I first encountered Juola when he was a young assistant professor and had just hit upon a delightfully simple technique for solving a problem in linguistics, namely deciding whether it was justified to say that one language had absolutely more complex and difficult inflectional morphology than another. Basically he realized that you could just type some paradigms into files (one file per language) and run the files through one of the ordinary off-the-shelf file compression algorithms that people used to use to save disk space or compress email attachments, and because those algorithms look for redundancy as a way to summarize file content more compactly, for languages with greater regularity in their morphology the files would shrink more. The Sanskrit paradigm file would shrink less than the Latin one, the Latin one would shrink less than the Spanish one, and so on. Cute, I thought at the time.
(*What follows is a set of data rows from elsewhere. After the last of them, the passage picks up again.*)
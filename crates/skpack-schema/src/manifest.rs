use serde::{Deserialize, Serialize};
use std::collections::BTreeMap;
use std::fs;
use std::path::{Path, PathBuf};
use thiserror::Error;

use crate::context::ProjectContext;

pub const MANIFEST_FILE: &str = "skpack.toml";
pub const DEFAULT_OVERRIDE_DIR: &str = "skipper";
pub const DEFAULT_WORK_DIR: &str = "target/skipper";
pub const DEFAULT_REMOTE_URL: &str = "http://localhost:7577/api";
pub const DEFAULT_REPO_NAME: &str = "local";

#[derive(Debug, Error)]
pub enum ManifestError {
    #[error("failed to read manifest file: {0}")]
    Io(#[from] std::io::Error),
    #[error("failed to parse manifest: {0}")]
    ParseToml(#[from] toml::de::Error),
    #[error("project.name must not be empty")]
    EmptyName,
    #[error("project.version must not be empty")]
    EmptyVersion,
    #[error("invalid project name '{0}': must not contain path separators or whitespace")]
    InvalidName(String),
    #[error("invalid project version '{0}': must not contain path separators or whitespace")]
    InvalidVersion(String),
    #[error("invalid property assignment '{0}', expected 'key=value'")]
    InvalidProperty(String),
    #[error("unsupported package.format '{0}', expected 'zip' or 'tar.gz'")]
    UnsupportedFormat(String),
}

/// Parsed `skpack.toml`.
#[derive(Debug, Clone, Deserialize, Serialize, PartialEq, Eq)]
#[serde(deny_unknown_fields)]
pub struct ProjectManifest {
    pub project: ProjectSection,
    #[serde(default)]
    pub properties: BTreeMap<String, String>,
    #[serde(default)]
    pub package: PackageSection,
    #[serde(default)]
    pub remote: RemoteSection,
}

#[derive(Debug, Clone, Deserialize, Serialize, PartialEq, Eq)]
#[serde(deny_unknown_fields)]
pub struct ProjectSection {
    pub name: String,
    pub version: String,
    #[serde(default)]
    pub description: Option<String>,
}

#[derive(Debug, Clone, Deserialize, Serialize, PartialEq, Eq)]
#[serde(deny_unknown_fields)]
pub struct PackageSection {
    #[serde(default = "default_override_dir")]
    pub override_dir: PathBuf,
    #[serde(default = "default_work_dir")]
    pub work_dir: PathBuf,
    /// Replaces the built-in base resources when set.
    #[serde(default)]
    pub base_dir: Option<PathBuf>,
    #[serde(default = "default_format")]
    pub format: String,
}

impl Default for PackageSection {
    fn default() -> Self {
        Self {
            override_dir: default_override_dir(),
            work_dir: default_work_dir(),
            base_dir: None,
            format: default_format(),
        }
    }
}

#[derive(Debug, Clone, Deserialize, Serialize, PartialEq, Eq)]
#[serde(deny_unknown_fields)]
pub struct RemoteSection {
    #[serde(default = "default_remote_url")]
    pub url: String,
    #[serde(default = "default_repo_name")]
    pub repo_name: String,
}

impl Default for RemoteSection {
    fn default() -> Self {
        Self {
            url: default_remote_url(),
            repo_name: default_repo_name(),
        }
    }
}

fn default_override_dir() -> PathBuf {
    PathBuf::from(DEFAULT_OVERRIDE_DIR)
}

fn default_work_dir() -> PathBuf {
    PathBuf::from(DEFAULT_WORK_DIR)
}

fn default_format() -> String {
    "zip".to_owned()
}

fn default_remote_url() -> String {
    DEFAULT_REMOTE_URL.to_owned()
}

fn default_repo_name() -> String {
    DEFAULT_REPO_NAME.to_owned()
}

impl ProjectManifest {
    /// Check the fields serde cannot express.
    pub fn validate(&self) -> Result<(), ManifestError> {
        validate_token(&self.project.name, ManifestError::EmptyName, |s| {
            ManifestError::InvalidName(s)
        })?;
        validate_token(&self.project.version, ManifestError::EmptyVersion, |s| {
            ManifestError::InvalidVersion(s)
        })?;
        match self.package.format.as_str() {
            "zip" | "tar.gz" => Ok(()),
            other => Err(ManifestError::UnsupportedFormat(other.to_owned())),
        }
    }

    /// Build the immutable substitution context for this project.
    pub fn context(&self) -> ProjectContext {
        ProjectContext::new(&self.project.name, &self.project.version)
            .with_description(self.project.description.as_deref())
            .with_properties(self.properties.clone())
    }

    /// Resolve a manifest-relative path against the directory holding the manifest.
    pub fn resolve_path(manifest_dir: &Path, path: &Path) -> PathBuf {
        if path.is_absolute() {
            path.to_path_buf()
        } else {
            manifest_dir.join(path)
        }
    }
}

fn validate_token(
    value: &str,
    empty: ManifestError,
    invalid: impl FnOnce(String) -> ManifestError,
) -> Result<(), ManifestError> {
    if value.trim().is_empty() {
        return Err(empty);
    }
    if value
        .chars()
        .any(|c| c == '/' || c == '\\' || c.is_whitespace())
        || value == "."
        || value == ".."
    {
        return Err(invalid(value.to_owned()));
    }
    Ok(())
}

/// Parse a `key=value` assignment as given to `--set`.
pub fn parse_property(input: &str) -> Result<(String, String), ManifestError> {
    match input.split_once('=') {
        Some((k, v)) if !k.trim().is_empty() => Ok((k.trim().to_owned(), v.to_owned())),
        _ => Err(ManifestError::InvalidProperty(input.to_owned())),
    }
}

pub fn parse_manifest_str(input: &str) -> Result<ProjectManifest, ManifestError> {
    let manifest: ProjectManifest = toml::from_str(input)?;
    manifest.validate()?;
    Ok(manifest)
}

pub fn parse_manifest_file(path: impl AsRef<Path>) -> Result<ProjectManifest, ManifestError> {
    let content = fs::read_to_string(path)?;
    parse_manifest_str(&content)
}

#[cfg(test)]
mod tests {
    use super::*;

    const FULL: &str = r#"
[project]
name = "demo-app"
version = "1.0.0"
description = "A demo"

[properties]
"server.port" = "8080"

[package]
override_dir = "deploy/skipper"
work_dir = "out"
format = "tar.gz"

[remote]
url = "http://skipper.internal/api"
repo_name = "team"
"#;

    #[test]
    fn parses_full_manifest() {
        let m = parse_manifest_str(FULL).unwrap();
        assert_eq!(m.project.name, "demo-app");
        assert_eq!(m.project.version, "1.0.0");
        assert_eq!(m.project.description.as_deref(), Some("A demo"));
        assert_eq!(m.properties.get("server.port").map(String::as_str), Some("8080"));
        assert_eq!(m.package.override_dir, PathBuf::from("deploy/skipper"));
        assert_eq!(m.package.work_dir, PathBuf::from("out"));
        assert_eq!(m.package.format, "tar.gz");
        assert_eq!(m.remote.url, "http://skipper.internal/api");
        assert_eq!(m.remote.repo_name, "team");
    }

    #[test]
    fn minimal_manifest_uses_defaults() {
        let m = parse_manifest_str("[project]\nname = \"x\"\nversion = \"0.1\"\n").unwrap();
        assert_eq!(m.package.override_dir, PathBuf::from(DEFAULT_OVERRIDE_DIR));
        assert_eq!(m.package.work_dir, PathBuf::from(DEFAULT_WORK_DIR));
        assert_eq!(m.package.format, "zip");
        assert!(m.package.base_dir.is_none());
        assert_eq!(m.remote.url, DEFAULT_REMOTE_URL);
        assert_eq!(m.remote.repo_name, DEFAULT_REPO_NAME);
        assert!(m.properties.is_empty());
    }

    #[test]
    fn rejects_unknown_fields() {
        let r = parse_manifest_str("[project]\nname = \"x\"\nversion = \"1\"\nbogus = 1\n");
        assert!(matches!(r, Err(ManifestError::ParseToml(_))));
    }

    #[test]
    fn rejects_missing_version() {
        let r = parse_manifest_str("[project]\nname = \"x\"\n");
        assert!(matches!(r, Err(ManifestError::ParseToml(_))));
    }

    #[test]
    fn rejects_empty_name() {
        let r = parse_manifest_str("[project]\nname = \" \"\nversion = \"1\"\n");
        assert!(matches!(r, Err(ManifestError::EmptyName)));
    }

    #[test]
    fn rejects_name_with_separator() {
        let r = parse_manifest_str("[project]\nname = \"a/b\"\nversion = \"1\"\n");
        assert!(matches!(r, Err(ManifestError::InvalidName(_))));
    }

    #[test]
    fn rejects_version_with_whitespace() {
        let r = parse_manifest_str("[project]\nname = \"a\"\nversion = \"1 0\"\n");
        assert!(matches!(r, Err(ManifestError::InvalidVersion(_))));
    }

    #[test]
    fn rejects_unknown_format() {
        let r = parse_manifest_str(
            "[project]\nname = \"a\"\nversion = \"1\"\n[package]\nformat = \"rar\"\n",
        );
        assert!(matches!(r, Err(ManifestError::UnsupportedFormat(f)) if f == "rar"));
    }

    #[test]
    fn parse_property_splits_on_first_equals() {
        assert_eq!(
            parse_property("db.url=jdbc:x?a=b").unwrap(),
            ("db.url".to_owned(), "jdbc:x?a=b".to_owned())
        );
        assert!(parse_property("novalue").is_err());
        assert!(parse_property("=v").is_err());
    }

    #[test]
    fn resolve_path_keeps_absolute() {
        let dir = Path::new("/proj");
        assert_eq!(
            ProjectManifest::resolve_path(dir, Path::new("skipper")),
            PathBuf::from("/proj/skipper")
        );
        assert_eq!(
            ProjectManifest::resolve_path(dir, Path::new("/abs")),
            PathBuf::from("/abs")
        );
    }

    #[test]
    fn parse_manifest_file_reads_from_disk() {
        let dir = tempfile::tempdir().unwrap();
        let path = dir.path().join(MANIFEST_FILE);
        fs::write(&path, FULL).unwrap();
        let m = parse_manifest_file(&path).unwrap();
        assert_eq!(m.project.name, "demo-app");
    }

    #[test]
    fn missing_file_is_io_error() {
        let r = parse_manifest_file("/nonexistent/skpack.toml");
        assert!(matches!(r, Err(ManifestError::Io(_))));
    }
}
use super::{
    json_pretty, load_project, make_repository, maybe_spinner, spin_fail, spin_ok, EXIT_SUCCESS,
};
use crate::{PackageArgs, RemoteArgs};
use skpack_core::{Engine, Project};
use skpack_remote::PublishOutcome;
use std::path::Path;

pub fn run(
    manifest: &Path,
    package: &PackageArgs,
    remote: &RemoteArgs,
    json: bool,
) -> Result<u8, String> {
    let mut project = load_project(manifest, package)?;
    let outcome = publish_project(&mut project, remote, json)?;
    print_outcome(&outcome, json)?;
    Ok(EXIT_SUCCESS)
}

/// Publish the project's packaged archive.
pub fn publish_project(
    project: &mut Project,
    remote: &RemoteArgs,
    json: bool,
) -> Result<PublishOutcome, String> {
    let (repo, repo_name) = make_repository(project, remote)?;
    let format = project.format().map_err(|e| e.to_string())?;
    let engine = Engine::new(project.work_dir());
    let context = project.context();

    let pb = maybe_spinner(
        json,
        &format!("publishing {} to {}...", context.package_id(), repo.config().url),
    );
    match engine.publish(&context, format, &repo, &repo_name) {
        Ok(outcome) => {
            if let Some(ref pb) = pb {
                spin_ok(pb, &format!("published {}", context.package_id()));
            }
            Ok(outcome)
        }
        Err(e) => {
            if let Some(ref pb) = pb {
                spin_fail(pb, "publish failed");
            }
            Err(e.to_string())
        }
    }
}

pub fn print_outcome(outcome: &PublishOutcome, json: bool) -> Result<(), String> {
    if json {
        println!("{}", json_pretty(outcome)?);
    } else {
        println!(
            "uploaded {} ({} bytes) to '{}'",
            outcome.metadata, outcome.bytes, outcome.repo_name
        );
    }
    Ok(())
}
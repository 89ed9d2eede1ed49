use crate::artifact::PackageArtifact;
use serde::Serialize;
use skpack_schema::ResourcePath;
use std::path::PathBuf;

#[derive(Debug, Clone, Copy, PartialEq, Eq, Serialize)]
#[serde(rename_all = "lowercase")]
pub enum FailureStage {
    Scan,
    Filter,
}

/// A file that did not make it into the package.
#[derive(Debug, Clone, PartialEq, Eq, Serialize)]
pub struct FileFailure {
    /// Relative path when known, otherwise the physical location.
    pub path: String,
    pub stage: FailureStage,
    pub reason: String,
}

/// Outcome of a packaging run.
///
/// Per-file failures do not abort packaging; they are collected here so the
/// caller decides whether a partial package is acceptable.
#[derive(Debug, Clone, Serialize)]
pub struct PackagingReport {
    pub package_dir: PathBuf,
    pub artifact: PackageArtifact,
    pub succeeded: Vec<ResourcePath>,
    pub overridden: Vec<ResourcePath>,
    pub failed: Vec<FileFailure>,
}

impl PackagingReport {
    pub fn is_clean(&self) -> bool {
        self.failed.is_empty()
    }

    pub fn failed_in(&self, stage: FailureStage) -> impl Iterator<Item = &FileFailure> {
        self.failed.iter().filter(move |f| f.stage == stage)
    }
}
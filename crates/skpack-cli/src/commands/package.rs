use super::{
    json_pretty, load_project, maybe_spinner, spin_fail, spin_ok, warn_text, EXIT_SUCCESS,
};
use crate::PackageArgs;
use skpack_core::{CoreError, Engine, PackageOptions, Project};
use skpack_package::PackagingReport;
use std::path::Path;

pub fn run(manifest: &Path, args: &PackageArgs, strict: bool, json: bool) -> Result<u8, String> {
    let project = load_project(manifest, args)?;
    let report = package_project(&project, strict, json)?;
    if json {
        println!("{}", json_pretty(&report)?);
    } else {
        print_report(&report);
    }
    Ok(EXIT_SUCCESS)
}

/// Run the packaging phase for a loaded project, with a spinner unless
/// output is JSON.
pub fn package_project(
    project: &Project,
    strict: bool,
    json: bool,
) -> Result<PackagingReport, String> {
    let format = project.format().map_err(|e| e.to_string())?;
    let options = PackageOptions {
        override_dir: project.override_dir(),
        base_dir: project.base_dir(),
        format,
        strict,
    };
    let engine = Engine::new(project.work_dir());
    let context = project.context();

    let pb = maybe_spinner(json, &format!("packaging {}...", context.package_id()));
    match engine.package(&context, &options) {
        Ok(report) => {
            if let Some(ref pb) = pb {
                spin_ok(pb, &format!("packaged {}", context.package_id()));
            }
            Ok(report)
        }
        Err(e) => {
            if let Some(ref pb) = pb {
                spin_fail(pb, "packaging failed");
            }
            if let CoreError::PartialPackage { report, .. } = &e {
                if !json {
                    print_failures(report);
                }
            }
            Err(e.to_string())
        }
    }
}

fn print_report(report: &PackagingReport) {
    println!("archive:     {}", report.artifact.path.display());
    match report.artifact.digest() {
        Ok(digest) => println!("digest:      {digest}"),
        Err(e) => println!("digest:      {}", warn_text(&format!("unavailable ({e})"))),
    }
    println!("files:       {}", report.succeeded.len());
    println!("overridden:  {}", report.overridden.len());
    for path in &report.overridden {
        println!("  {path}");
    }
    if !report.is_clean() {
        print_failures(report);
    }
}

fn print_failures(report: &PackagingReport) {
    println!(
        "failed:      {}",
        warn_text(&report.failed.len().to_string())
    );
    for failure in &report.failed {
        println!(
            "  {} [{:?}]: {}",
            warn_text(&failure.path),
            failure.stage,
            failure.reason
        );
    }
}
//! Resource catalog, merge, template filtering, and archiving for skpack packages.
//!
//! This crate provides the packaging phase: the built-in Skipper package skeleton,
//! `ResourceProvider` scans of base and override roots keyed by `ResourcePath`,
//! override-wins `merge` into a `MergedFileSet`, the `TemplateEngine` stage that
//! materializes the working tree, and `pack` which turns that tree into a single
//! archive described by a `PackageArtifact`.

pub mod archive;
pub mod artifact;
pub mod builtin;
pub mod catalog;
pub mod filter;
pub mod layout;
pub mod merge;
pub mod report;

pub use archive::{pack, read_archive, ArchiveFormat, ArchiveHandle};
pub use artifact::PackageArtifact;
pub use builtin::{BuiltinResource, BUILTIN_RESOURCES, RESOURCE_ROOT};
pub use catalog::{
    list_base, list_overrides, BuiltinResources, ContentSource, DirectoryResources, Origin,
    ResourceEntry, ResourceProvider, ScanFailure, ScanOutcome,
};
pub use filter::{materialize, FilterError, MaterializeOutcome, PlaceholderFilter, TemplateEngine};
pub use layout::WorkLayout;
pub use merge::{merge, MergedFileSet};
pub use report::{FailureStage, FileFailure, PackagingReport};

use std::path::PathBuf;
use thiserror::Error;

#[derive(Debug, Error)]
pub enum PackageError {
    #[error("package I/O error: {0}")]
    Io(#[from] std::io::Error),
    #[error("archive error for '{}': {reason}", path.display())]
    Archive { path: PathBuf, reason: String },
    #[error("unsupported archive format '{0}', expected 'zip' or 'tar.gz'")]
    UnsupportedFormat(String),
    #[error("invalid resource path: {0}")]
    Path(#[from] skpack_schema::PathError),
}

impl PackageError {
    pub(crate) fn archive(path: &std::path::Path, reason: impl std::fmt::Display) -> Self {
        PackageError::Archive {
            path: path.to_path_buf(),
            reason: reason.to_string(),
        }
    }
}

#[cfg(test)]
mod tests {
    use super::*;

    #[test]
    fn package_error_display_archive() {
        let e = PackageError::archive(std::path::Path::new("/tmp/x.zip"), "disk full");
        let msg = e.to_string();
        assert!(msg.contains("/tmp/x.zip"));
        assert!(msg.contains("disk full"));
    }

    #[test]
    fn package_error_display_unsupported_format() {
        let e = PackageError::UnsupportedFormat("rar".to_owned());
        assert!(e.to_string().contains("rar"));
    }

    #[test]
    fn package_error_from_path_error() {
        let e: PackageError = skpack_schema::PathError::Empty.into();
        assert!(e.to_string().contains("invalid resource path"));
    }
}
Today Juola is a full professor and runs a private consulting firm that will (for a fee) run computational checks on much trickier aspects of natural language, like whether a novel is more like one mystery author than another, or whether a man who claims to be the author of a certain anonymous article did in fact write that article. Genuine applied computer analysis of natural language material, serving real purposes in the real world. Linguistics with its shirtsleeves rolled up, as the computational linguist Geoffrey Sampson once put it.

The article contains a reference to a computer scientist who has started work on techniques for fighting author identification: programs for stripping your prose of the key identifiers that would have revealed it as yours, so that your anonymous publications can remain anonymous. The arms race of competing author-identification and author-concealment algorithms has begun!

Share:



Comments are closed.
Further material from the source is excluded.